Look through the material and copy each line holding "ActiveJob".

'''

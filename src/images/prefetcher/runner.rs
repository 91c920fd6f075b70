use std::collections::HashSet;
use std::sync::atomic::{AtomicBool, Ordering};
use std::sync::Arc;
use tokio::sync::mpsc;

use super::messages::{PrefetchCommand, WorkerMessage};
use super::{PrefetchEvent, PrefetchJob};
use crate::feed::ParsedItem;
use crate::fetch::{Fetch, ProxyConfig};
use crate::images::cache::SharedImageCache;
use crate::images::finder::item_image_urls;
use crate::util::{catch_task_panic, resolve_image_url};

struct ActiveJob {
    id: u64,
    abort: Arc<AtomicBool>,
}

/// The prefetcher's main loop and the only writer of the image cache.
pub(super) struct PrefetchActor<F> {
    fetcher: Arc<F>,
    cache: SharedImageCache,
    proxy: ProxyConfig,

    commands: mpsc::Receiver<PrefetchCommand>,
    events: mpsc::Sender<PrefetchEvent>,
    worker_tx: mpsc::UnboundedSender<WorkerMessage>,
    worker_rx: mpsc::UnboundedReceiver<WorkerMessage>,

    active: Option<ActiveJob>,
    /// Latest request made while a job was running; later requests overwrite it.
    pending: Option<PrefetchJob>,
    next_job_id: u64,
}

impl<F: Fetch> PrefetchActor<F> {
    pub(super) fn new(
        fetcher: Arc<F>,
        cache: SharedImageCache,
        proxy: ProxyConfig,
        commands: mpsc::Receiver<PrefetchCommand>,
        events: mpsc::Sender<PrefetchEvent>,
    ) -> Self {
        let (worker_tx, worker_rx) = mpsc::unbounded_channel();
        Self {
            fetcher,
            cache,
            proxy,
            commands,
            events,
            worker_tx,
            worker_rx,
            active: None,
            pending: None,
            next_job_id: 0,
        }
    }

    pub(super) async fn run(mut self) {
        tracing::debug!("Image prefetcher started");
        let mut commands_open = true;

        loop {
            tokio::select! {
                command = self.commands.recv(), if commands_open => match command {
                    Some(command) => self.handle_command(command).await,
                    None => commands_open = false,
                },
                Some(message) = self.worker_rx.recv() => {
                    self.handle_worker(message).await;
                }
            }

            if !commands_open && self.active.is_none() {
                break;
            }
        }

        tracing::debug!("Image prefetcher stopped");
    }

    async fn handle_command(&mut self, command: PrefetchCommand) {
        match command {
            PrefetchCommand::Prefetch { items, context } => {
                let job = PrefetchJob { items, context };
                match &self.active {
                    Some(active) => {
                        tracing::debug!(job = active.id, "Aborting prefetch for newer request");
                        active.abort.store(true, Ordering::Release);
                        self.pending = Some(job);
                    }
                    None => self.start(job).await,
                }
            }
            PrefetchCommand::SetProxy { proxy } => {
                self.proxy = proxy;
            }
            PrefetchCommand::IsBusy { reply } => {
                let _ = reply.send(self.active.is_some() || self.pending.is_some());
            }
        }
    }

    async fn start(&mut self, job: PrefetchJob) {
        let id = self.next_job_id;
        self.next_job_id = self.next_job_id.wrapping_add(1);
        let abort = Arc::new(AtomicBool::new(false));

        self.active = Some(ActiveJob {
            id,
            abort: abort.clone(),
        });
        tracing::debug!(job = id, items = job.items.len(), "Prefetch started");
        self.emit(PrefetchEvent::Started).await;

        let worker = PrefetchWorker {
            id,
            abort,
            fetcher: self.fetcher.clone(),
            cache: self.cache.clone(),
            proxy: self.proxy.clone(),
            tx: self.worker_tx.clone(),
        };
        tokio::spawn(worker.run(job));
    }

    async fn handle_worker(&mut self, message: WorkerMessage) {
        match message {
            WorkerMessage::Fetched { job, url, image } => {
                // Kept even when the job is aborting: the worker checks the flag
                // after each fetch and never sends an image fetched after it
                if !self.active.as_ref().is_some_and(|a| a.id == job) {
                    tracing::trace!(job, url = %url, "Discarding image from stale prefetch");
                    return;
                }
                self.cache.put(url.clone(), image);
                self.emit(PrefetchEvent::ImageReady { url }).await;
            }
            WorkerMessage::Done { job, panic } => {
                if !self.active.as_ref().is_some_and(|a| a.id == job) {
                    return;
                }
                self.active = None;

                if let Some(error) = panic {
                    tracing::error!(job, error = %error, "Prefetch worker panicked");
                    self.emit(PrefetchEvent::TaskPanicked { error }).await;
                }

                match self.pending.take() {
                    Some(next) => self.start(next).await,
                    None => {
                        tracing::debug!(job, cached = self.cache.len(), "Prefetch finished");
                        self.emit(PrefetchEvent::Finished).await;
                    }
                }
            }
        }
    }

    async fn emit(&self, event: PrefetchEvent) {
        if self.events.send(event).await.is_err() {
            tracing::trace!("Prefetch event dropped (receiver closed)");
        }
    }
}

/// Fetches one job's images off the actor.
struct PrefetchWorker<F> {
    id: u64,
    abort: Arc<AtomicBool>,
    fetcher: Arc<F>,
    cache: SharedImageCache,
    proxy: ProxyConfig,
    tx: mpsc::UnboundedSender<WorkerMessage>,
}

impl<F: Fetch> PrefetchWorker<F> {
    async fn run(self, job: PrefetchJob) {
        let id = self.id;
        let tx = self.tx.clone();
        let panic = catch_task_panic(self.fetch_all(job)).await.err();
        let _ = tx.send(WorkerMessage::Done { job: id, panic });
    }

    async fn fetch_all(&self, job: PrefetchJob) {
        let PrefetchJob { items, context } = job;

        for url in discover(&items) {
            // Cancellation point: checked before every fetch
            if self.aborted() {
                tracing::debug!(job = self.id, "Prefetch aborted");
                return;
            }
            if self.cache.contains(&url) {
                continue;
            }

            let resolved = match resolve_image_url(&url, &context.base_link) {
                Ok(resolved) => resolved,
                Err(e) => {
                    tracing::debug!(url = %url, error = %e, "Skipping unresolvable image");
                    continue;
                }
            };

            let image = self.fetcher.fetch_image(resolved.as_str(), &self.proxy).await;
            if self.aborted() {
                tracing::debug!(job = self.id, url = %url, "Prefetch aborted mid-fetch");
                return;
            }
            if image.is_empty() {
                continue;
            }

            if self
                .tx
                .send(WorkerMessage::Fetched {
                    job: self.id,
                    url,
                    image,
                })
                .is_err()
            {
                return;
            }
        }
    }

    fn aborted(&self) -> bool {
        self.abort.load(Ordering::Acquire)
    }
}

/// Image references across `items`, first occurrence wins.
fn discover(items: &[ParsedItem]) -> Vec<String> {
    let mut seen = HashSet::new();
    items
        .iter()
        .flat_map(item_image_urls)
        .filter(|url| seen.insert(url.clone()))
        .collect()
}

#[cfg(test)]
mod tests {
    use super::*;
    use chrono::Utc;
    use pretty_assertions::assert_eq;

    #[test]
    fn test_discover_dedups_across_items() {
        let mut a = ParsedItem::new("a", Utc::now());
        a.content = r#"<img src="x.png"><img src="y.png">"#.to_string();
        let mut b = ParsedItem::new("b", Utc::now());
        b.content = r#"<img src="y.png"><img src="z.png">"#.to_string();

        assert_eq!(
            discover(&[a, b]),
            vec!["x.png".to_string(), "y.png".to_string(), "z.png".to_string()]
        );
    }
}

'''

• **Answer box**:
struct ActiveJob {
    active: Option<ActiveJob>,
        self.active = Some(ActiveJob {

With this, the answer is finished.